Collected data:
──────────────────────────────

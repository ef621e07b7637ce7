/// Notification endpoints
///
/// # Endpoints
///
/// - `GET /notifications` - Caller's notifications, newest first, capped
/// - `POST /notifications` - Append a notification

use crate::{
    app::AppState,
    error::{ApiError, ApiResult, AppJson},
};
use axum::{extract::State, Extension, Json};
use serde::Deserialize;
use teamflow_shared::{
    auth::context::AuthContext,
    models::{notification::Notification, user::UserRole},
};
use uuid::Uuid;
use validator::Validate;

/// Create notification request
#[derive(Debug, Deserialize, Validate)]
pub struct CreateNotificationRequest {
    #[validate(length(min = 1, max = 1000, message = "Message must be 1-1000 characters"))]
    pub message: String,

    /// Target user; defaults to the caller. Targeting someone else
    /// requires admin/manager.
    #[serde(rename = "userId")]
    pub user_id: Option<Uuid>,
}

/// List the caller's notifications, newest first (capped at 50)
pub async fn list_notifications(
    State(state): State<AppState>,
    Extension(auth): Extension<AuthContext>,
) -> ApiResult<Json<Vec<Notification>>> {
    let notifications = Notification::list_for_user(&state.db, auth.user_id).await?;

    Ok(Json(notifications))
}

/// Append a notification
pub async fn create_notification(
    State(state): State<AppState>,
    Extension(auth): Extension<AuthContext>,
    AppJson(req): AppJson<CreateNotificationRequest>,
) -> ApiResult<Json<Notification>> {
    req.validate()?;

    let target = req.user_id.unwrap_or(auth.user_id);
    if target != auth.user_id {
        auth.require_role(UserRole::Manager)
            .map_err(|_| ApiError::Forbidden("Cannot notify other users".to_string()))?;
    }

    let notification = Notification::create(&state.db, target, &req.message).await?;

    Ok(Json(notification))
}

──────────────────────────────

What to work on:
Extract, exactly, the lines above that begin at the line containing "#[derive(Debug, Deserialize, Validate)]" and end at the final line of the records; add no other text.

Response box:
#[derive(Debug, Deserialize, Validate)]
pub struct CreateNotificationRequest {
    #[validate(length(min = 1, max = 1000, message = "Message must be 1-1000 characters"))]
    pub message: String,

    /// Target user; defaults to the caller. Targeting someone else
    /// requires admin/manager.
    #[serde(rename = "userId")]
    pub user_id: Option<Uuid>,
}

/// List the caller's notifications, newest first (capped at 50)
pub async fn list_notifications(
    State(state): State<AppState>,
    Extension(auth): Extension<AuthContext>,
) -> ApiResult<Json<Vec<Notification>>> {
    let notifications = Notification::list_for_user(&state.db, auth.user_id).await?;

    Ok(Json(notifications))
}

/// Append a notification
pub async fn create_notification(
    State(state): State<AppState>,
    Extension(auth): Extension<AuthContext>,
    AppJson(req): AppJson<CreateNotificationRequest>,
) -> ApiResult<Json<Notification>> {
    req.validate()?;

    let target = req.user_id.unwrap_or(auth.user_id);
    if target != auth.user_id {
        auth.require_role(UserRole::Manager)
            .map_err(|_| ApiError::Forbidden("Cannot notify other users".to_string()))?;
    }

    let notification = Notification::create(&state.db, target, &req.message).await?;

    Ok(Json(notification))
}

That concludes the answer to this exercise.